▸ **AIM OF THE EXERCISE**
Please reproduce the data in full, exactly as it stands.

--*--

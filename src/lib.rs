//! Training-pipeline tooling for volumetric medical image segmentation.
//!
//! The crate covers the data side of a segmentation training run:
//! - cross-validation dataset splitting ([`split`])
//! - lazily loaded NIfTI image/label pairs behind a bounded load queue
//!   ([`image`])
//! - batch sequences sampling planes or boxes from loaded volumes
//!   ([`sequences`])
//! - layout-preserving YAML hyperparameter files ([`hparams`])
//! - a callback-driven trainer with out-of-memory recovery ([`train`])
//!
//! The neural network itself stays behind the [`train::ModelBackend`] trait:
//! this crate discovers and loads the data, builds batches, and orchestrates
//! the run, while gradient computation belongs to the backend.

pub mod cli;
pub mod hparams;
pub mod image;
pub mod sequences;
pub mod split;
pub mod train;

pub use hparams::YamlHParams;
pub use image::{ImagePair, ImagePairLoader, ImageQueue};
pub use train::Trainer;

--*--

▸ **PROBLEM SOLUTION**
filename src/lib.rs
//! Training-pipeline tooling for volumetric medical image segmentation.
//!
//! The crate covers the data side of a segmentation training run:
//! - cross-validation dataset splitting ([`split`])
//! - lazily loaded NIfTI image/label pairs behind a bounded load queue
//!   ([`image`])
//! - batch sequences sampling planes or boxes from loaded volumes
//!   ([`sequences`])
//! - layout-preserving YAML hyperparameter files ([`hparams`])
//! - a callback-driven trainer with out-of-memory recovery ([`train`])
//!
//! The neural network itself stays behind the [`train::ModelBackend`] trait:
//! this crate discovers and loads the data, builds batches, and orchestrates
//! the run, while gradient computation belongs to the backend.

pub mod cli;
pub mod hparams;
pub mod image;
pub mod sequences;
pub mod split;
pub mod train;

pub use hparams::YamlHParams;
pub use image::{ImagePair, ImagePairLoader, ImageQueue};
pub use train::Trainer;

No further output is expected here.